use anyhow::anyhow;
use log::info;
use rouille::{Request, Response};
use serde::{Deserialize, Serialize};

use crate::{
    config::HttpConfig,
    context::AppContext,
    domain::track::{TrackId, TrackRef, TrackSummary},
    downloads::SubmitOutcome,
    http::{
        auth::session_token,
        error::ApiError,
        stream::{serve_cached, serve_proxy},
    },
    playback::PlaybackSource,
};

pub struct HttpServer {
    ctx: AppContext,
    pub config: HttpConfig,
}

#[derive(Serialize, Deserialize)]
struct PlayResponse {
    source: String,
    url: String,
}

#[derive(Deserialize)]
struct CacheSongRequest {
    id: String,
    artist: String,
    title: String,
}

#[derive(Serialize, Deserialize)]
struct StatusResponse {
    status: String,
}

#[derive(Serialize, Deserialize)]
struct CacheStatusResponse {
    id: String,
    cached: bool,
    pending: bool,
}

#[derive(Serialize, Deserialize)]
struct LyricsResponse {
    lyrics: String,
}

#[derive(Serialize, Deserialize)]
struct UnlikeResponse {
    removed: bool,
}

impl HttpServer {
    pub fn new(ctx: AppContext, config: HttpConfig) -> Self {
        Self { ctx, config }
    }

    /// Serves until the process is stopped.
    pub fn run(self) -> anyhow::Result<()> {
        let addr = format!("{}:{}", self.config.bind_addr, self.config.port);
        let threads = self.config.threads;
        let server = rouille::Server::new(&addr, move |request| self.handle_request(request))
            .map_err(|e| anyhow!("Failed to bind {addr}: {e}"))?;
        let server = match threads {
            Some(threads) => server.pool_size(threads),
            None => server,
        };
        server.run();
        Ok(())
    }

    fn handle_request(&self, request: &Request) -> Response {
        Self::log_request(request);

        let response = rouille::router!(request,
            (GET) (/play) => {
                self.json_route(request, |_| self.play(request))
            },
            (POST) (/cache_song) => {
                self.json_route(request, |_| self.cache_song(request))
            },
            (GET) (/cache_status) => {
                self.json_route(request, |_| self.cache_status(request))
            },
            (GET) (/stream_cache/{file_name: String}) => {
                self.stream_route(request, || {
                    serve_cached(&self.ctx.cache, &file_name, request.header("Range"))
                })
            },
            (GET) (/stream_proxy) => {
                self.stream_route(request, || {
                    let url = request
                        .get_param("url")
                        .filter(|url| !url.is_empty())
                        .ok_or_else(|| ApiError::BadRequest("No URL provided".into()))?;
                    serve_proxy(&self.ctx.http_client, &url, request.header("Range"))
                })
            },
            (GET) (/search) => {
                self.json_route(request, |_| self.search(request))
            },
            (GET) (/chart) => {
                self.json_route(request, |_| Ok(self.chart()))
            },
            (GET) (/recommendations) => {
                self.json_route(request, |_| self.recommendations(request))
            },
            (GET) (/lyrics) => {
                self.json_route(request, |_| self.lyrics(request))
            },
            (GET) (/likes) => {
                self.json_route(request, |user| Ok(self.ctx.storage()?.list_likes(user)?))
            },
            (POST) (/likes) => {
                self.json_route(request, |user| self.like(request, user))
            },
            (DELETE) (/likes/{id: String}) => {
                self.json_route(request, |user| {
                    let removed = self.ctx.storage()?.unlike(user, &id)?;
                    Ok(UnlikeResponse { removed })
                })
            },
            _ => Response::empty_404()
        );

        info!("Response: {} {}", request.method(), response.status_code);
        response
    }

    fn log_request(request: &Request) {
        info!("{} {}", request.method(), request.url());
    }

    /// name of the user owning the request's session
    fn authenticate(&self, request: &Request) -> Result<String, ApiError> {
        let token = session_token(request).ok_or(ApiError::Unauthorized)?;
        self.ctx
            .storage()?
            .session_user(&token)?
            .ok_or(ApiError::Unauthorized)
    }

    fn json_route<T, F>(&self, request: &Request, handler: F) -> Response
    where
        T: Serialize,
        F: FnOnce(&str) -> Result<T, ApiError>,
    {
        match self.authenticate(request).and_then(|user| handler(&user)) {
            Ok(body) => Response::json(&body),
            Err(e) => e.into_response(),
        }
    }

    /// audio routes answer errors in plain text, never with audio bytes
    fn stream_route<F>(&self, request: &Request, handler: F) -> Response
    where
        F: FnOnce() -> Result<Response, ApiError>,
    {
        match self.authenticate(request).and_then(|_| handler()) {
            Ok(response) => response,
            Err(e) => e.into_text_response(),
        }
    }

    fn play(&self, request: &Request) -> Result<PlayResponse, ApiError> {
        let track = track_from_params(request)?;

        Ok(match self.ctx.playback.resolve(&track)? {
            PlaybackSource::Local { .. } => PlayResponse {
                source: "local".into(),
                url: format!("/stream_cache/{}", self.ctx.cache.file_name(&track.id)),
            },
            PlaybackSource::Remote { url } => PlayResponse {
                source: "remote".into(),
                url: format!("/stream_proxy?url={}", urlencoding::encode(&url)),
            },
        })
    }

    fn cache_song(&self, request: &Request) -> Result<StatusResponse, ApiError> {
        let body: CacheSongRequest = rouille::input::json_input(request)
            .map_err(|e| ApiError::BadRequest(format!("invalid request body: {e}")))?;
        let track = TrackRef::new(&body.id, &body.artist, &body.title)?;
        if track.artist.is_empty() || track.title.is_empty() {
            return Err(ApiError::BadRequest("artist and title are required".into()));
        }

        match self.ctx.downloads.submit(track) {
            SubmitOutcome::Queued | SubmitOutcome::AlreadyPending => Ok(StatusResponse {
                status: "queued".into(),
            }),
            SubmitOutcome::Closed => Err(ApiError::Internal("download queue is closed".into())),
        }
    }

    fn cache_status(&self, request: &Request) -> Result<CacheStatusResponse, ApiError> {
        let id = TrackId::parse(&required_param(request, "id")?)?;
        Ok(CacheStatusResponse {
            cached: self.ctx.cache.exists(&id),
            pending: self.ctx.downloads.is_pending(&id),
            id: id.to_string(),
        })
    }

    /// an empty or missing query finds nothing
    fn search(&self, request: &Request) -> Result<Vec<TrackSummary>, ApiError> {
        let Some(query) = request.get_param("q").filter(|q| !q.trim().is_empty()) else {
            return Ok(Vec::new());
        };
        Ok(self.ctx.catalog.search(&query).unwrap_or_else(|e| {
            log::warn!("catalog search for {query:?} failed: {e}");
            Vec::new()
        }))
    }

    fn chart(&self) -> Vec<TrackSummary> {
        self.ctx.catalog.chart().unwrap_or_else(|e| {
            log::warn!("catalog chart failed: {e}");
            Vec::new()
        })
    }

    fn recommendations(&self, request: &Request) -> Result<Vec<TrackSummary>, ApiError> {
        let artist_id = required_param(request, "artist_id")?;
        Ok(self
            .ctx
            .catalog
            .recommendations(&artist_id)
            .unwrap_or_else(|e| {
                log::warn!("recommendations for artist {artist_id} failed: {e}");
                Vec::new()
            }))
    }

    fn lyrics(&self, request: &Request) -> Result<LyricsResponse, ApiError> {
        let artist = required_param(request, "artist")?;
        let title = required_param(request, "title")?;
        match self.ctx.lyrics.fetch(&artist, &title) {
            Ok(Some(lyrics)) => Ok(LyricsResponse { lyrics }),
            Ok(None) => Err(ApiError::NotFound("Lyrics not found".into())),
            Err(e) => {
                log::warn!("lyrics lookup for {artist} - {title} failed: {e}");
                Err(ApiError::NotFound("Lyrics not found".into()))
            }
        }
    }

    fn like(&self, request: &Request, user: &str) -> Result<StatusResponse, ApiError> {
        let track: TrackSummary = rouille::input::json_input(request)
            .map_err(|e| ApiError::BadRequest(format!("invalid request body: {e}")))?;
        TrackId::parse(&track.id)?;
        self.ctx.storage()?.like(user, &track)?;
        Ok(StatusResponse {
            status: "liked".into(),
        })
    }
}

fn required_param(request: &Request, name: &str) -> Result<String, ApiError> {
    request
        .get_param(name)
        .filter(|value| !value.trim().is_empty())
        .ok_or_else(|| ApiError::BadRequest(format!("missing parameter {name}")))
}

fn track_from_params(request: &Request) -> Result<TrackRef, ApiError> {
    let id = required_param(request, "id")?;
    let artist = required_param(request, "artist")?;
    let title = required_param(request, "title")?;
    Ok(TrackRef::new(&id, &artist, &title)?)
}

Work to complete
Output exactly the lines of the material above from the one containing "self.json_route(request, |_| self.search(request))" up to and including the one containing "(GET) (/likes) =>".

Solution to this task
                self.json_route(request, |_| self.search(request))
            },
            (GET) (/chart) => {
                self.json_route(request, |_| Ok(self.chart()))
            },
            (GET) (/recommendations) => {
                self.json_route(request, |_| self.recommendations(request))
            },
            (GET) (/lyrics) => {
                self.json_route(request, |_| self.lyrics(request))
            },
            (GET) (/likes) => {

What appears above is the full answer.